MATERIAL FOR THIS TASK
################

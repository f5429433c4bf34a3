//! Firebase Realtime Database adapter over the REST protocol.
//!
//! Every node is addressable as `{base}/{path}.json`. The port primitives
//! map onto the protocol directly:
//!
//! - `get`        → `GET`
//! - `patch`      → `PATCH` (merge semantics)
//! - `increment`  → `PUT {".sv": {"increment": n}}` (server-side atomic)
//! - `append_child` → `PUT` under a client-generated push key, as the SDK does
//! - `conditional_update` → ETag read (`X-Firebase-ETag: true`) + `if-match`
//!   write; HTTP 412 means the node changed under us and the loop retries
//! - `query_equal` → `?orderBy="field"&equalTo="value"` indexed query
//!
//! Timeouts are applied per call by the client and surface as
//! `StoreError::Timeout`, distinct from `Unavailable`.

use crate::adapters::{push_key, substitute_child_key};
use crate::domain::config::{ConfigError, StoreConfig};
use crate::domain::path::StorePath;
use crate::ports::{DocumentStore, TxnDecision, TxnOutcome, UpdateFn};
use async_trait::async_trait;
use reqwest::{Client, RequestBuilder, Response, StatusCode};
use serde_json::{json, Map, Value};
use shared_types::StoreError;
use tracing::{debug, warn};

/// REST client for the hosted store.
pub struct FirebaseRtdb {
    client: Client,
    base_url: String,
    auth_token: Option<String>,
    cas_retries: u32,
}

impl FirebaseRtdb {
    /// Build an adapter from validated configuration.
    pub fn new(config: StoreConfig) -> Result<Self, ConfigError> {
        config.validate()?;
        let client = Client::builder()
            .timeout(config.request_timeout)
            .build()
            .map_err(|e| ConfigError::Client(e.to_string()))?;
        Ok(Self {
            client,
            base_url: config.normalized_url().to_string(),
            auth_token: config.auth_token,
            cas_retries: config.cas_retries,
        })
    }

    fn url(&self, path: &StorePath) -> String {
        format!("{}/{}.json", self.base_url, path)
    }

    /// Attach the auth token, if configured.
    fn authed(&self, builder: RequestBuilder) -> RequestBuilder {
        match &self.auth_token {
            Some(token) => builder.query(&[("auth", token.as_str())]),
            None => builder,
        }
    }

    async fn send(&self, builder: RequestBuilder, op: &str) -> Result<Response, StoreError> {
        let response = builder.send().await.map_err(|e| transport(op, &e))?;
        if response.status().is_success() {
            Ok(response)
        } else {
            Err(StoreError::Unavailable(format!(
                "{op}: HTTP {}",
                response.status()
            )))
        }
    }
}

#[async_trait]
impl DocumentStore for FirebaseRtdb {
    async fn get(&self, path: &StorePath) -> Result<Option<Value>, StoreError> {
        let op = format!("GET {path}");
        debug!(%path, "store get");
        let response = self
            .send(self.authed(self.client.get(self.url(path))), &op)
            .await?;
        let value: Value = response
            .json()
            .await
            .map_err(|e| StoreError::Serialization(e.to_string()))?;
        Ok(if value.is_null() { None } else { Some(value) })
    }

    async fn patch(
        &self,
        path: &StorePath,
        fields: Map<String, Value>,
    ) -> Result<(), StoreError> {
        let op = format!("PATCH {path}");
        debug!(%path, fields = fields.len(), "store patch");
        self.send(
            self.authed(self.client.patch(self.url(path)))
                .json(&Value::Object(fields)),
            &op,
        )
        .await?;
        Ok(())
    }

    async fn increment(&self, path: &StorePath, delta: i64) -> Result<(), StoreError> {
        let op = format!("INCR {path}");
        debug!(%path, delta, "store increment");
        self.send(
            self.authed(self.client.put(self.url(path)))
                .json(&json!({ ".sv": { "increment": delta } })),
            &op,
        )
        .await?;
        Ok(())
    }

    async fn append_child(&self, path: &StorePath, value: Value) -> Result<String, StoreError> {
        let key = push_key();
        let mut value = value;
        substitute_child_key(&mut value, &key);

        let child_path = path.clone().child(&key)?;
        let op = format!("PUT {child_path}");
        debug!(%child_path, "store append");
        self.send(
            self.authed(self.client.put(self.url(&child_path))).json(&value),
            &op,
        )
        .await?;
        Ok(key)
    }

    async fn conditional_update(
        &self,
        path: &StorePath,
        apply: UpdateFn<'_>,
    ) -> Result<TxnOutcome, StoreError> {
        let url = self.url(path);
        let op = format!("CAS {path}");

        for attempt in 0..self.cas_retries {
            let response = self
                .send(
                    self.authed(self.client.get(&url)).header("X-Firebase-ETag", "true"),
                    &op,
                )
                .await?;
            let etag = response
                .headers()
                .get("ETag")
                .and_then(|v| v.to_str().ok())
                .ok_or_else(|| StoreError::Unavailable(format!("{op}: missing ETag")))?
                .to_string();
            let current: Value = response
                .json()
                .await
                .map_err(|e| StoreError::Serialization(e.to_string()))?;
            let current = if current.is_null() { None } else { Some(current) };

            let new_value = match apply(current.as_ref()) {
                TxnDecision::Abort => return Ok(TxnOutcome::Aborted),
                TxnDecision::Commit(value) => value,
            };

            let commit = self
                .authed(self.client.put(&url))
                .header("if-match", &etag)
                .json(&new_value)
                .send()
                .await
                .map_err(|e| transport(&op, &e))?;

            if commit.status() == StatusCode::PRECONDITION_FAILED {
                warn!(%path, attempt, "conditional update lost the race, retrying");
                continue;
            }
            if !commit.status().is_success() {
                return Err(StoreError::Unavailable(format!(
                    "{op}: HTTP {}",
                    commit.status()
                )));
            }
            return Ok(TxnOutcome::Committed { new_value });
        }

        Err(StoreError::Conflict {
            retries: self.cas_retries,
        })
    }

    async fn query_equal(
        &self,
        path: &StorePath,
        child_key: &str,
        equals: &str,
    ) -> Result<Vec<(String, Value)>, StoreError> {
        let op = format!("QUERY {path} by {child_key}");
        debug!(%path, child_key, "store query");
        // The query grammar wants JSON-encoded operands, quotes included.
        let order_by = serde_json::to_string(child_key)
            .map_err(|e| StoreError::Serialization(e.to_string()))?;
        let equal_to = serde_json::to_string(equals)
            .map_err(|e| StoreError::Serialization(e.to_string()))?;

        let response = self
            .send(
                self.authed(self.client.get(self.url(path)))
                    .query(&[("orderBy", order_by.as_str()), ("equalTo", equal_to.as_str())]),
                &op,
            )
            .await?;
        let value: Value = response
            .json()
            .await
            .map_err(|e| StoreError::Serialization(e.to_string()))?;

        match value {
            Value::Null => Ok(Vec::new()),
            Value::Object(children) => Ok(children.into_iter().collect()),
            other => Err(StoreError::Serialization(format!(
                "{op}: expected object, got {other}"
            ))),
        }
    }

    fn server_timestamp(&self) -> Value {
        json!({ ".sv": "timestamp" })
    }
}

fn transport(op: &str, err: &reqwest::Error) -> StoreError {
    if err.is_timeout() {
        StoreError::Timeout(op.to_string())
    } else {
        StoreError::Unavailable(format!("{op}: {err}"))
    }
}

################

YOUR TASK
Word for word, transcribe each of the entries above.

SOLVED EXERCISE
repository f5429433c4bf34a3
//! Firebase Realtime Database adapter over the REST protocol.
//!
//! Every node is addressable as `{base}/{path}.json`. The port primitives
//! map onto the protocol directly:
//!
//! - `get`        → `GET`
//! - `patch`      → `PATCH` (merge semantics)
//! - `increment`  → `PUT {".sv": {"increment": n}}` (server-side atomic)
//! - `append_child` → `PUT` under a client-generated push key, as the SDK does
//! - `conditional_update` → ETag read (`X-Firebase-ETag: true`) + `if-match`
//!   write; HTTP 412 means the node changed under us and the loop retries
//! - `query_equal` → `?orderBy="field"&equalTo="value"` indexed query
//!
//! Timeouts are applied per call by the client and surface as
//! `StoreError::Timeout`, distinct from `Unavailable`.

use crate::adapters::{push_key, substitute_child_key};
use crate::domain::config::{ConfigError, StoreConfig};
use crate::domain::path::StorePath;
use crate::ports::{DocumentStore, TxnDecision, TxnOutcome, UpdateFn};
use async_trait::async_trait;
use reqwest::{Client, RequestBuilder, Response, StatusCode};
use serde_json::{json, Map, Value};
use shared_types::StoreError;
use tracing::{debug, warn};

/// REST client for the hosted store.
pub struct FirebaseRtdb {
    client: Client,
    base_url: String,
    auth_token: Option<String>,
    cas_retries: u32,
}

impl FirebaseRtdb {
    /// Build an adapter from validated configuration.
    pub fn new(config: StoreConfig) -> Result<Self, ConfigError> {
        config.validate()?;
        let client = Client::builder()
            .timeout(config.request_timeout)
            .build()
            .map_err(|e| ConfigError::Client(e.to_string()))?;
        Ok(Self {
            client,
            base_url: config.normalized_url().to_string(),
            auth_token: config.auth_token,
            cas_retries: config.cas_retries,
        })
    }

    fn url(&self, path: &StorePath) -> String {
        format!("{}/{}.json", self.base_url, path)
    }

    /// Attach the auth token, if configured.
    fn authed(&self, builder: RequestBuilder) -> RequestBuilder {
        match &self.auth_token {
            Some(token) => builder.query(&[("auth", token.as_str())]),
            None => builder,
        }
    }

    async fn send(&self, builder: RequestBuilder, op: &str) -> Result<Response, StoreError> {
        let response = builder.send().await.map_err(|e| transport(op, &e))?;
        if response.status().is_success() {
            Ok(response)
        } else {
            Err(StoreError::Unavailable(format!(
                "{op}: HTTP {}",
                response.status()
            )))
        }
    }
}

#[async_trait]
impl DocumentStore for FirebaseRtdb {
    async fn get(&self, path: &StorePath) -> Result<Option<Value>, StoreError> {
        let op = format!("GET {path}");
        debug!(%path, "store get");
        let response = self
            .send(self.authed(self.client.get(self.url(path))), &op)
            .await?;
        let value: Value = response
            .json()
            .await
            .map_err(|e| StoreError::Serialization(e.to_string()))?;
        Ok(if value.is_null() { None } else { Some(value) })
    }

    async fn patch(
        &self,
        path: &StorePath,
        fields: Map<String, Value>,
    ) -> Result<(), StoreError> {
        let op = format!("PATCH {path}");
        debug!(%path, fields = fields.len(), "store patch");
        self.send(
            self.authed(self.client.patch(self.url(path)))
                .json(&Value::Object(fields)),
            &op,
        )
        .await?;
        Ok(())
    }

    async fn increment(&self, path: &StorePath, delta: i64) -> Result<(), StoreError> {
        let op = format!("INCR {path}");
        debug!(%path, delta, "store increment");
        self.send(
            self.authed(self.client.put(self.url(path)))
                .json(&json!({ ".sv": { "increment": delta } })),
            &op,
        )
        .await?;
        Ok(())
    }

    async fn append_child(&self, path: &StorePath, value: Value) -> Result<String, StoreError> {
        let key = push_key();
        let mut value = value;
        substitute_child_key(&mut value, &key);

        let child_path = path.clone().child(&key)?;
        let op = format!("PUT {child_path}");
        debug!(%child_path, "store append");
        self.send(
            self.authed(self.client.put(self.url(&child_path))).json(&value),
            &op,
        )
        .await?;
        Ok(key)
    }

    async fn conditional_update(
        &self,
        path: &StorePath,
        apply: UpdateFn<'_>,
    ) -> Result<TxnOutcome, StoreError> {
        let url = self.url(path);
        let op = format!("CAS {path}");

        for attempt in 0..self.cas_retries {
            let response = self
                .send(
                    self.authed(self.client.get(&url)).header("X-Firebase-ETag", "true"),
                    &op,
                )
                .await?;
            let etag = response
                .headers()
                .get("ETag")
                .and_then(|v| v.to_str().ok())
                .ok_or_else(|| StoreError::Unavailable(format!("{op}: missing ETag")))?
                .to_string();
            let current: Value = response
                .json()
                .await
                .map_err(|e| StoreError::Serialization(e.to_string()))?;
            let current = if current.is_null() { None } else { Some(current) };

            let new_value = match apply(current.as_ref()) {
                TxnDecision::Abort => return Ok(TxnOutcome::Aborted),
                TxnDecision::Commit(value) => value,
            };

            let commit = self
                .authed(self.client.put(&url))
                .header("if-match", &etag)
                .json(&new_value)
                .send()
                .await
                .map_err(|e| transport(&op, &e))?;

            if commit.status() == StatusCode::PRECONDITION_FAILED {
                warn!(%path, attempt, "conditional update lost the race, retrying");
                continue;
            }
            if !commit.status().is_success() {
                return Err(StoreError::Unavailable(format!(
                    "{op}: HTTP {}",
                    commit.status()
                )));
            }
            return Ok(TxnOutcome::Committed { new_value });
        }

        Err(StoreError::Conflict {
            retries: self.cas_retries,
        })
    }

    async fn query_equal(
        &self,
        path: &StorePath,
        child_key: &str,
        equals: &str,
    ) -> Result<Vec<(String, Value)>, StoreError> {
        let op = format!("QUERY {path} by {child_key}");
        debug!(%path, child_key, "store query");
        // The query grammar wants JSON-encoded operands, quotes included.
        let order_by = serde_json::to_string(child_key)
            .map_err(|e| StoreError::Serialization(e.to_string()))?;
        let equal_to = serde_json::to_string(equals)
            .map_err(|e| StoreError::Serialization(e.to_string()))?;

        let response = self
            .send(
                self.authed(self.client.get(self.url(path)))
                    .query(&[("orderBy", order_by.as_str()), ("equalTo", equal_to.as_str())]),
                &op,
            )
            .await?;
        let value: Value = response
            .json()
            .await
            .map_err(|e| StoreError::Serialization(e.to_string()))?;

        match value {
            Value::Null => Ok(Vec::new()),
            Value::Object(children) => Ok(children.into_iter().collect()),
            other => Err(StoreError::Serialization(format!(
                "{op}: expected object, got {other}"
            ))),
        }
    }

    fn server_timestamp(&self) -> Value {
        json!({ ".sv": "timestamp" })
    }
}

fn transport(op: &str, err: &reqwest::Error) -> StoreError {
    if err.is_timeout() {
        StoreError::Timeout(op.to_string())
    } else {
        StoreError::Unavailable(format!("{op}: {err}"))
    }
}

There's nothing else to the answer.